The Eternal Kiss by various authors, edited by Trisha Telep

I actually tend to like anthologies because it gives me a chance to “try out” or find new authors I may not have tried out on my own. Usually there are always hits and misses, but what I liked about The Eternal Kiss was that although it is a young adult anthology and it’s about vampires it doesn’t make the mistake of only being about teenage romance, and it doesn’t shy away from the darker side of vampires. I picked this ARC up at BEA.

I did something a little different here – I wrote up my review as I read the book, just jotting a couple of sentences on each short story. Very brief reviews follow (my two favorite stories were the ones by Karen Mahoney and by Sarah Brennan):

1) Falling to Ash by Karen Mahoney – Vampire girl (Moth) comes home to find her sire wants her to get the ashes of a recently staked vampire. Really like this one, this author has been on my radar on LJ, but I hadn’t connected the the LJ user with “Karen Mahoney” (sometimes things get past me), until I had already read and liked this.  This is the introduction to a series about Moth, so now looking forward to it.

2) Shelter Island by Melissa de la Cruz – 15 year old Hannah has a mysterious visitor at night. I couldn’t connect with this one. I think the characters, particularly the female protagonist were a not substantial enough in the amount of pages this story was for me to grasp them.

3) Sword Point by Maria V. Snyder – Girl fencer discovers that the prestigious fencing school she goes to is more than it seems – interesting at first but then I started to lose interest halfway when the relationship part occurs. The action at the end felt very perfunctory.

4) The Coldest Girl in Coldtown by Holly Black – A bitten girl tries to stay human, but then learns her ex-boyfriend and a neighbor girl have run away to Coldtown, the vampire section of town. A dark story about the glamorizing of vampirism. Liked it, nice and chilling.

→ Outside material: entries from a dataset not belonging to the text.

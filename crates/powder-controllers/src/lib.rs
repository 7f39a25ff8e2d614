mod score;
mod tricks;
mod visual;

pub use score::{ScoreEvent, ScoreKind, ScoreSink};
pub use tricks::{TrickController, TrickKind, TrickParams, TrickPhase, TrickPriority, TrickState, TrickUpdate};
pub use visual::{VisualBlend, VisualInput, VisualParams};
/// Per-tick context handed to every physics-phase stage.
#[derive(Copy, Clone, Debug)]
pub struct StepCtx {
    pub dt: f32,
    pub tick: u64,
    /// Simulated seconds since the loop started (sum of physics dt).
    pub time: f32,
}

impl StepCtx {
    pub fn new(dt: f32, tick: u64, time: f32) -> Self { Self { dt, tick, time } }
}
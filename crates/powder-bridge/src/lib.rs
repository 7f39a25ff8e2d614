//! JSON rider descriptors -> validated rider and session configs.

use std::path::Path;

use anyhow::{anyhow, Context, Result};
use serde::{Deserialize, Serialize};

use powder_controllers::{TrickParams, VisualParams};
use powder_locomotion::LocoParams;
use powder_viz::DebugSettings;
use powder_world::{RiderConfig, SessionConfig};

#[derive(Serialize, Deserialize, Debug, Clone, PartialEq)]
#[serde(default, deny_unknown_fields)]
pub struct RiderDescriptor {
    /// Physics tick (s).
    pub dt: f32,
    pub max_substeps: u32,
    pub loco: LocoParams,
    pub tricks: TrickParams,
    /// Run without a display orientation when false.
    pub visual_enabled: bool,
    pub visual: VisualParams,
    pub upgrades: UpgradeBlock,
    pub scoring: ScoringBlock,
    pub debug: DebugSettings,
}

impl Default for RiderDescriptor {
    fn default() -> Self {
        let s = SessionConfig::default();
        Self {
            dt: s.fixed_dt,
            max_substeps: s.max_substeps,
            loco: LocoParams::default(),
            tricks: TrickParams::default(),
            visual_enabled: true,
            visual: VisualParams::default(),
            upgrades: UpgradeBlock::default(),
            scoring: ScoringBlock::default(),
            debug: s.debug,
        }
    }
}

/// Garage upgrades applied on top of the base tunables.
#[derive(Serialize, Deserialize, Debug, Clone, Copy, PartialEq)]
#[serde(default)]
pub struct UpgradeBlock {
    pub speed_multiplier: f32,
    pub trick_speed_multiplier: f32,
}

impl Default for UpgradeBlock {
    fn default() -> Self { Self { speed_multiplier: 1.0, trick_speed_multiplier: 1.0 } }
}

#[derive(Serialize, Deserialize, Debug, Clone, Copy, PartialEq)]
#[serde(default)]
pub struct ScoringBlock {
    pub speed_multiplier: f32,
    pub consume_obstacles: bool,
}

impl Default for ScoringBlock {
    fn default() -> Self { Self { speed_multiplier: 5.0, consume_obstacles: true } }
}

pub fn parse(json: &str) -> Result<RiderDescriptor> {
    serde_json::from_str(json).context("rider descriptor is not valid JSON for this schema")
}

pub fn load(path: impl AsRef<Path>) -> Result<(RiderConfig, SessionConfig)> {
    let path = path.as_ref();
    let text = std::fs::read_to_string(path).with_context(|| format!("reading {}", path.display()))?;
    let d = parse(&text).with_context(|| format!("parsing {}", path.display()))?;
    validate_and_build(&d)
}

pub fn validate_and_build(d: &RiderDescriptor) -> Result<(RiderConfig, SessionConfig)> {
    if !(d.dt > 0.0 && d.dt <= 0.1) { return Err(anyhow!("dt out of range: {}", d.dt)); }
    if d.max_substeps == 0 || d.max_substeps > 64 { return Err(anyhow!("max_substeps out of range: {}", d.max_substeps)); }

    let rider = RiderConfig {
        loco: d.loco,
        tricks: d.tricks,
        visual: d.visual_enabled.then_some(d.visual),
        speed_multiplier: d.upgrades.speed_multiplier,
        trick_speed_multiplier: d.upgrades.trick_speed_multiplier,
    };
    d.loco.validate().context("loco")?;
    d.tricks.validate().context("tricks")?;
    if d.visual_enabled { d.visual.validate().context("visual")?; }
    rider.validate().context("upgrades")?;

    let session = SessionConfig {
        fixed_dt: d.dt,
        max_substeps: d.max_substeps,
        consume_obstacles: d.scoring.consume_obstacles,
        speed_score_multiplier: d.scoring.speed_multiplier,
        debug: d.debug,
        ..SessionConfig::default()
    };
    session.validate().context("scoring")?;
    Ok((rider, session))
}
//! The save archive: a zip holding the pickled `log`, a `json` metadata
//! entry and whatever else the game put there (screenshot, version files).

use std::io::{Cursor, Read, Write};
use std::path::Path;

use tracing::debug;
use zip::result::ZipError;
use zip::write::SimpleFileOptions;
use zip::{CompressionMethod, ZipArchive, ZipWriter};

use crate::error::ContainerError;
use crate::limits::{LOG_ENTRY, METADATA_ENTRY};

/// Contents of the `json` entry.
#[derive(Debug, Clone, PartialEq)]
pub enum Metadata {
    /// The entry parsed as JSON.
    Json(serde_json::Value),
    /// Text that is not valid JSON, kept as it was.
    Raw(String),
}

impl Metadata {
    pub fn as_json(&self) -> Option<&serde_json::Value> {
        match self {
            Metadata::Json(value) => Some(value),
            Metadata::Raw(_) => None,
        }
    }

    fn to_bytes(&self) -> Result<Vec<u8>, ContainerError> {
        Ok(match self {
            Metadata::Json(value) => serde_json::to_vec(value).map_err(std::io::Error::from)?,
            Metadata::Raw(text) => text.clone().into_bytes(),
        })
    }
}

/// An opened save archive, held in memory.
pub struct SaveArchive {
    zip: ZipArchive<Cursor<Vec<u8>>>,
}

impl SaveArchive {
    pub fn open(path: impl AsRef<Path>) -> Result<Self, ContainerError> {
        let bytes = std::fs::read(path.as_ref())?;
        debug!(path = %path.as_ref().display(), len = bytes.len(), "read save archive");
        Self::from_bytes(bytes)
    }

    pub fn from_bytes(bytes: Vec<u8>) -> Result<Self, ContainerError> {
        Ok(Self {
            zip: ZipArchive::new(Cursor::new(bytes))?,
        })
    }

    /// Entry names in archive order.
    pub fn entry_names(&self) -> Vec<String> {
        self.zip.file_names().map(str::to_owned).collect()
    }

    /// Reads and inflates one entry.
    pub fn read_entry(&mut self, name: &str) -> Result<Vec<u8>, ContainerError> {
        let mut file = match self.zip.by_name(name) {
            Ok(file) => file,
            Err(ZipError::FileNotFound) => {
                return Err(ContainerError::MissingEntry {
                    name: name.to_owned(),
                });
            }
            Err(e) => return Err(e.into()),
        };
        let mut out = Vec::with_capacity(file.size() as usize);
        file.read_to_end(&mut out)?;
        Ok(out)
    }

    /// The pickled game state.
    pub fn log_bytes(&mut self) -> Result<Vec<u8>, ContainerError> {
        self.read_entry(LOG_ENTRY)
    }

    /// The metadata entry, or `None` if the archive has none.
    ///
    /// An entry that is not valid JSON comes back as [`Metadata::Raw`].
    pub fn metadata(&mut self) -> Result<Option<Metadata>, ContainerError> {
        let bytes = match self.read_entry(METADATA_ENTRY) {
            Ok(bytes) => bytes,
            Err(ContainerError::MissingEntry { .. }) => return Ok(None),
            Err(e) => return Err(e),
        };
        let metadata = match serde_json::from_slice(&bytes) {
            Ok(value) => Metadata::Json(value),
            Err(e) => {
                debug!(error = %e, "metadata entry is not JSON, keeping its text");
                Metadata::Raw(String::from_utf8_lossy(&bytes).into_owned())
            }
        };
        Ok(Some(metadata))
    }

    /// Builds a new archive with `log` replaced.
    ///
    /// Every other entry is copied without recompression. When `metadata`
    /// is given it replaces the `json` entry.
    pub fn rewrite(&mut self, log: &[u8], metadata: Option<&Metadata>) -> Result<Vec<u8>, ContainerError> {
        let mut writer = ZipWriter::new(Cursor::new(Vec::new()));
        let mut copied = 0usize;
        for i in 0..self.zip.len() {
            let file = self.zip.by_index_raw(i)?;
            let name = file.name();
            if name == LOG_ENTRY || (metadata.is_some() && name == METADATA_ENTRY) {
                continue;
            }
            writer.raw_copy_file(file)?;
            copied += 1;
        }

        let options = SimpleFileOptions::default().compression_method(CompressionMethod::Deflated);
        writer.start_file(LOG_ENTRY, options)?;
        writer.write_all(log)?;

        if let Some(metadata) = metadata {
            let text = metadata.to_bytes()?;
            writer.start_file(METADATA_ENTRY, options)?;
            writer.write_all(&text)?;
        }

        let out = writer.finish()?.into_inner();
        debug!(copied, log_len = log.len(), len = out.len(), "rewrote save archive");
        Ok(out)
    }
}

5) Undead is Very Hot Right Now by Sarah Brennan – A nineteen year old who has been a vampire for a year joins a boy band. Hilarious. I laughed aloud so much reading this one. Another author I plan to look for in the bookstore.

6) Kat by Kelley Armstrong – A teen is awoken by her vampire guardian and try to escape would-be captors in the middle of the night – Interesting. Ending makes me want to read more, maybe the start of a series?

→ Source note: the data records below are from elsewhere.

//! Type registry for `(module, name)` identifiers found in save files.
//!
//! A fixed seed table declares the Ren'Py types whose semantic kind is known
//! (list-like, dict-like, set-like or plain objects). Every other identifier
//! is synthesized on first use as a [`TypeKind::Generic`] placeholder and
//! cached, so the same identifier always yields the same [`TypeHandle`] for
//! the lifetime of the registry.
//!
//! The process-wide registry is [`TypeRegistry::global`]. Both decode paths
//! use it by default, which keeps a binary → text → binary conversion within
//! one process idempotent: a placeholder refined to `List` while reading the
//! pickle stream is still `List` when the edited document is read back.

use std::fmt;
use std::hash::{Hash, Hasher};
use std::sync::atomic::{AtomicU8, Ordering};
use std::sync::{Arc, Mutex, MutexGuard};

use lazy_static::lazy_static;
use rustc_hash::FxHashMap;
use tracing::trace;

use crate::error::RegistryInconsistency;

/// Semantic kind of a type, as far as the converter cares.
#[derive(Debug, Clone, Copy, PartialEq, Eq, Hash)]
#[repr(u8)]
pub enum TypeKind {
    /// Plain object restored through `__setstate__`/`__dict__`.
    Generic = 0,
    /// `list` subclass: contents arrive through `APPEND(S)`.
    List = 1,
    /// `dict` subclass: contents arrive through `SETITEM(S)`.
    Dict = 2,
    /// `set` subclass: contents arrive through `ADDITEMS` or a reduce call.
    Set = 3,
}

impl TypeKind {
    fn from_u8(v: u8) -> TypeKind {
        match v {
            1 => TypeKind::List,
            2 => TypeKind::Dict,
            3 => TypeKind::Set,
            _ => TypeKind::Generic,
        }
    }

    /// Inverse of [`as_str`](Self::as_str).
    pub fn from_name(name: &str) -> Option<TypeKind> {
        Some(match name {
            "generic" => TypeKind::Generic,
            "list" => TypeKind::List,
            "dict" => TypeKind::Dict,
            "set" => TypeKind::Set,
            _ => return None,
        })
    }

    pub fn as_str(&self) -> &'static str {
        match self {
            TypeKind::Generic => "generic",
            TypeKind::List => "list",
            TypeKind::Dict => "dict",
            TypeKind::Set => "set",
        }
    }
}

impl fmt::Display for TypeKind {
    fn fmt(&self, f: &mut fmt::Formatter<'_>) -> fmt::Result {
        f.write_str(self.as_str())
    }
}

/// Where a registry entry came from.
#[derive(Debug, Clone, Copy, PartialEq, Eq)]
pub enum TypeOrigin {
    /// Declared in the seed table; its kind is fixed.
    Seed,
    /// Created on first encounter; its kind may be refined once.
    Synthesized,
}

/// A registry entry.
#[derive(Debug)]
pub struct TypeInfo {
    module: String,
    name: String,
    origin: TypeOrigin,
    kind: AtomicU8,
}

/// Shared handle to a registry entry.
///
/// Handles compare and hash by identity: two handles are equal only if they
/// were returned by the same registry for the same identifier.
#[derive(Clone)]
pub struct TypeHandle(Arc<TypeInfo>);

impl TypeHandle {
    fn new(module: &str, name: &str, origin: TypeOrigin, kind: TypeKind) -> Self {
        Self(Arc::new(TypeInfo {
            module: module.to_owned(),
            name: name.to_owned(),
            origin,
            kind: AtomicU8::new(kind as u8),
        }))
    }

    /// The dotted module path (the `module` key in the text form).
    pub fn module(&self) -> &str {
        &self.0.module
    }

    /// The class name (the `class` key in the text form).
    pub fn name(&self) -> &str {
        &self.0.name
    }

    pub fn kind(&self) -> TypeKind {
        TypeKind::from_u8(self.0.kind.load(Ordering::Acquire))
    }

    pub fn origin(&self) -> TypeOrigin {
        self.0.origin
    }

    pub fn is_synthesized(&self) -> bool {
        self.0.origin == TypeOrigin::Synthesized
    }

    /// Returns `true` if this handle names `module.name`.
    pub fn is(&self, module: &str, name: &str) -> bool {
        self.0.module == module && self.0.name == name
    }
}

impl PartialEq for TypeHandle {
    fn eq(&self, other: &Self) -> bool {
        Arc::ptr_eq(&self.0, &other.0)
    }
}

impl Eq for TypeHandle {}

impl Hash for TypeHandle {
    fn hash<H: Hasher>(&self, state: &mut H) {
        std::ptr::hash(Arc::as_ptr(&self.0), state);
    }
}

impl fmt::Debug for TypeHandle {
    fn fmt(&self, f: &mut fmt::Formatter<'_>) -> fmt::Result {
        write!(f, "{}.{} ({})", self.module(), self.name(), self.kind())
    }
}

impl fmt::Display for TypeHandle {
    fn fmt(&self, f: &mut fmt::Formatter<'_>) -> fmt::Result {
        write!(f, "{}.{}", self.module(), self.name())
    }
}

// =============================================================================
// SEED TABLE
// =============================================================================

/// Ren'Py types with known semantics. The `renpy.python` entries are the
/// Ren'Py 7 locations of the revertable containers.
const SEED: &[(&str, &str, TypeKind)] = &[
    ("renpy.revertable", "RevertableList", TypeKind::List),
    ("renpy.revertable", "RevertableDict", TypeKind::Dict),
    ("renpy.revertable", "RevertableSet", TypeKind::Set),
    ("renpy.revertable", "RevertableObject", TypeKind::Generic),
    ("renpy.python", "RevertableList", TypeKind::List),
    ("renpy.python", "RevertableDict", TypeKind::Dict),
    ("renpy.python", "RevertableSet", TypeKind::Set),
    ("renpy.python", "RevertableObject", TypeKind::Generic),
    ("renpy.ast", "PyExpr", TypeKind::Generic),
    ("renpy.character", "HistoryEntry", TypeKind::Generic),
    ("store", "VoiceInfo", TypeKind::Generic),
    ("store._console", "TracedExpressionsList", TypeKind::List),
    ("renpy.execution", "Delete", TypeKind::Generic),
    ("renpy.execution", "Context", TypeKind::Generic),
    ("renpy.display.layout", "Null", TypeKind::Generic),
    ("renpy.styledata.styleclass", "Style", TypeKind::Generic),
    ("renpy.rollback", "RollbackLog", TypeKind::Generic),
    ("renpy.rollback", "Rollback", TypeKind::Generic),
    ("renpy.audio.audio", "MusicContext", TypeKind::Generic),
    ("renpy.display.image", "ShownImageInfo", TypeKind::Generic),
];

lazy_static! {
    static ref GLOBAL: TypeRegistry = TypeRegistry::new();
}

// =============================================================================
// REGISTRY
// =============================================================================

type Entries = FxHashMap<String, FxHashMap<String, TypeHandle>>;

/// Maps `(module, name)` identifiers to [`TypeHandle`]s.
///
/// Lookup-or-insert happens under a mutex, so a registry can be shared
/// between threads without handle identity diverging.
#[derive(Debug)]
pub struct TypeRegistry {
    entries: Mutex<Entries>,
}

impl Default for TypeRegistry {
    fn default() -> Self {
        Self::new()
    }
}

impl TypeRegistry {
    /// Creates a registry holding only the seed table.
    pub fn new() -> Self {
        let mut entries = Entries::default();
        for &(module, name, kind) in SEED {
            entries
                .entry(module.to_owned())
                .or_default()
                .insert(name.to_owned(), TypeHandle::new(module, name, TypeOrigin::Seed, kind));
        }
        Self {
            entries: Mutex::new(entries),
        }
    }

    /// The process-wide registry.
    pub fn global() -> &'static TypeRegistry {
        &GLOBAL
    }

    fn lock(&self) -> MutexGuard<'_, Entries> {
        // Entries are only ever inserted whole, so a poisoned map is still consistent.
        self.entries.lock().unwrap_or_else(|e| e.into_inner())
    }

    /// Resolves an identifier, synthesizing a generic placeholder on first
    /// use. Never fails.
    pub fn resolve(&self, module: &str, name: &str) -> TypeHandle {
        let mut entries = self.lock();
        if let Some(handle) = entries.get(module).and_then(|names| names.get(name)) {
            return handle.clone();
        }
        trace!(module, name, "synthesizing placeholder type");
        let handle = TypeHandle::new(module, name, TypeOrigin::Synthesized, TypeKind::Generic);
        entries
            .entry(module.to_owned())
            .or_default()
            .insert(name.to_owned(), handle.clone());
        handle
    }

    /// Looks up an identifier without synthesizing it.
    pub fn get(&self, module: &str, name: &str) -> Option<TypeHandle> {
        self.lock()
            .get(module)
            .and_then(|names| names.get(name))
            .cloned()
    }

    /// Records that instances of `handle` behave as `kind`.
    ///
    /// A synthesized generic placeholder is promoted; a type that already
    /// has `kind` is left alone. Anything else is an inconsistency.
    pub fn refine(&self, handle: &TypeHandle, kind: TypeKind) -> Result<(), RegistryInconsistency> {
        let current = handle.kind();
        if current == kind {
            return Ok(());
        }
        if handle.is_synthesized() && current == TypeKind::Generic {
            match handle.0.kind.compare_exchange(
                TypeKind::Generic as u8,
                kind as u8,
                Ordering::AcqRel,
                Ordering::Acquire,
            ) {
                Ok(_) => {
                    trace!(module = handle.module(), name = handle.name(), %kind, "refined placeholder kind");
                    return Ok(());
                }
                Err(raced) if TypeKind::from_u8(raced) == kind => return Ok(()),
                Err(raced) => {
                    return Err(inconsistency(handle, TypeKind::from_u8(raced), kind));
                }
            }
        }
        Err(inconsistency(handle, current, kind))
    }

    /// Number of identifiers known to the registry.
    pub fn len(&self) -> usize {
        self.lock().values().map(|names| names.len()).sum()
    }

    pub fn is_empty(&self) -> bool {
        self.len() == 0
    }
}

fn inconsistency(handle: &TypeHandle, existing: TypeKind, requested: TypeKind) -> RegistryInconsistency {
    RegistryInconsistency {
        module: handle.module().to_owned(),
        name: handle.name().to_owned(),
        existing,
        requested,
    }
}

#[cfg(test)]
mod tests {
    use super::*;

    #[test]
    fn test_seed_kinds() {
        let registry = TypeRegistry::new();
        let list = registry.resolve("renpy.revertable", "RevertableList");
        assert_eq!(list.kind(), TypeKind::List);
        assert_eq!(list.origin(), TypeOrigin::Seed);
        assert_eq!(
            registry.resolve("renpy.python", "RevertableDict").kind(),
            TypeKind::Dict
        );
        assert_eq!(
            registry.resolve("renpy.revertable", "RevertableSet").kind(),
            TypeKind::Set
        );
        assert_eq!(registry.len(), SEED.len());
    }

    #[test]
    fn test_resolve_is_idempotent() {
        let registry = TypeRegistry::new();
        let a = registry.resolve("store", "Inventory");
        let b = registry.resolve("store", "Inventory");
        assert_eq!(a, b);
        assert!(a.is_synthesized());
        assert_eq!(a.kind(), TypeKind::Generic);
        assert_eq!(registry.len(), SEED.len() + 1);
    }

    #[test]
    fn test_distinct_identifiers_get_distinct_handles() {
        let registry = TypeRegistry::new();
        let a = registry.resolve("store", "Inventory");
        let b = registry.resolve("store.items", "Inventory");
        assert_ne!(a, b);
    }

    #[test]
    fn test_get_does_not_synthesize() {
        let registry = TypeRegistry::new();
        assert!(registry.get("store", "Nope").is_none());
        assert_eq!(registry.len(), SEED.len());
    }

    #[test]
    fn test_refine_placeholder_once() {
        let registry = TypeRegistry::new();
        let bag = registry.resolve("store", "Bag");
        registry.refine(&bag, TypeKind::List).unwrap();
        assert_eq!(bag.kind(), TypeKind::List);
        // Same kind again is fine, and visible through a fresh lookup.
        registry.refine(&bag, TypeKind::List).unwrap();
        assert_eq!(registry.resolve("store", "Bag").kind(), TypeKind::List);

        let err = registry.refine(&bag, TypeKind::Dict).unwrap_err();
        assert_eq!(err.existing, TypeKind::List);
        assert_eq!(err.requested, TypeKind::Dict);
    }

    #[test]
    fn test_refine_seed_is_fixed() {
        let registry = TypeRegistry::new();
        let obj = registry.resolve("renpy.revertable", "RevertableObject");
        assert!(registry.refine(&obj, TypeKind::List).is_err());
        let list = registry.resolve("renpy.revertable", "RevertableList");
        assert!(registry.refine(&list, TypeKind::List).is_ok());
    }

    #[test]
    fn test_kind_names() {
        for kind in [TypeKind::Generic, TypeKind::List, TypeKind::Dict, TypeKind::Set] {
            assert_eq!(TypeKind::from_name(kind.as_str()), Some(kind));
        }
        assert_eq!(TypeKind::from_name("tuple"), None);
    }

    #[test]
    fn test_global_is_shared() {
        let a = TypeRegistry::global().resolve("store.test_global", "Thing");
        let b = TypeRegistry::global().resolve("store.test_global", "Thing");
        assert_eq!(a, b);
    }
}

7) The Thirteenth Step by Libba Bray – Teen gets a job at a halfway house which may not be all that it seems. I think my own experiences cloud the way I read this story. It bothered me that the protagonist become like the addict sister she considered selfish.

8 ) All Hallows by Rachel Caine – Vampire boyfriend of the narrator gets into trouble and she goes in to save him. Readers may need to have read other Morganville books. This is a short story in that world that seems to fit in the timeline after the first 4 or 5 books.

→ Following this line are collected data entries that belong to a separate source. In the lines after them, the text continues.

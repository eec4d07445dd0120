//! Command-line converter for Ren'Py save files.
//!
//! # Usage
//!
//! ```bash
//! renpy-save decode 1-1-LT1.save -o save.json
//! renpy-save encode save.json 1-1-LT1.save 1-2-LT1.save
//! renpy-save inspect 1-1-LT1.save
//! ```

use std::io::Write;
use std::path::PathBuf;
use std::process::ExitCode;

use anyhow::{Context, Result};
use clap::{Parser, Subcommand};
use tracing::info;
use tracing_subscriber::{fmt, EnvFilter};

use renpy_save::codec::disassemble;
use renpy_save::{SaveArchive, TextOptions};

/// Convert Ren'Py saves to editable JSON and back
#[derive(Parser, Debug)]
#[command(name = "renpy-save", version)]
struct Cli {
    #[command(subcommand)]
    command: Command,
}

#[derive(Subcommand, Debug)]
enum Command {
    /// Decode the game state of a save into a JSON document
    Decode {
        /// Save archive to read
        save: PathBuf,

        /// Output file (stdout if omitted)
        #[arg(short, long)]
        output: Option<PathBuf>,

        /// Write dicts with number/bool/None keys as plain objects (lossy)
        #[arg(long)]
        stringify_keys: bool,

        /// Write compact JSON instead of pretty-printed
        #[arg(long)]
        compact: bool,
    },

    /// Build a save from a JSON document, copying everything else from a template save
    Encode {
        /// JSON document to read
        json: PathBuf,

        /// Save archive to take the other entries from
        template: PathBuf,

        /// Save archive to write
        output: PathBuf,

        /// Pickle protocol to write (default: the document's)
        #[arg(short, long, value_parser = clap::value_parser!(u8).range(2..=5))]
        protocol: Option<u8>,
    },

    /// Print the opcode listing of a save's log stream
    Inspect {
        /// Save archive (or bare pickle stream with --raw)
        save: PathBuf,

        /// Treat the input as a bare pickle stream
        #[arg(long)]
        raw: bool,
    },
}

fn init_logging() {
    let filter = EnvFilter::try_from_default_env().unwrap_or_else(|_| EnvFilter::new("renpy_save=info"));
    fmt()
        .with_env_filter(filter)
        .with_target(false)
        .with_writer(std::io::stderr)
        .init();
}

fn main() -> ExitCode {
    init_logging();
    let cli = Cli::parse();

    match run(cli.command) {
        Ok(()) => ExitCode::SUCCESS,
        Err(err) => {
            eprintln!("error: {err:#}");
            ExitCode::FAILURE
        }
    }
}

fn run(command: Command) -> Result<()> {
    match command {
        Command::Decode {
            save,
            output,
            stringify_keys,
            compact,
        } => {
            let options = TextOptions { stringify_keys };
            let document = renpy_save::decode_save_file(&save, &options)
                .with_context(|| format!("failed to decode {}", save.display()))?;
            let bytes = renpy_save::write_document(&document, compact)?;
            match output {
                Some(path) => {
                    std::fs::write(&path, bytes).with_context(|| format!("failed to write {}", path.display()))?;
                    info!("wrote {}", path.display());
                }
                None => std::io::stdout().lock().write_all(&bytes)?,
            }
        }
        Command::Encode {
            json,
            template,
            output,
            protocol,
        } => {
            renpy_save::encode_save_file(&json, &template, &output, protocol)
                .with_context(|| format!("failed to build {} from {}", output.display(), json.display()))?;
        }
        Command::Inspect { save, raw } => {
            let log = if raw {
                std::fs::read(&save).with_context(|| format!("failed to read {}", save.display()))?
            } else {
                SaveArchive::open(&save)
                    .and_then(|mut archive| archive.log_bytes())
                    .with_context(|| format!("failed to read the log of {}", save.display()))?
            };
            let listing = disassemble(&log).context("malformed pickle stream")?;
            let mut out = std::io::stdout().lock();
            for ins in &listing {
                writeln!(out, "{:>8}: {:<18} {}", ins.offset, ins.opcode.name(), ins.arg)?;
            }
        }
    }
    Ok(())
}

9) Wet Teeth by Cecil Castellucci A vampire begins to feel alive for the first time in a long time after meeting a strange girl in the park. This one seems to focus on the ending, and left me a bit wanting for the rest of the story, but seems to be in the right vein for horror.

10) Other Boys by Cassandra Clare- A girl begins to get interested in the new boy in school, who says he’s a vampire. This one had elements of nice old school horror.

11) Passing by Nancy Holder and Debbie Viguié – A girl has to pass the final class in her vampire hunter academy – only one student will get a special elixar. A bit too complex of a back story to cram into a short story space.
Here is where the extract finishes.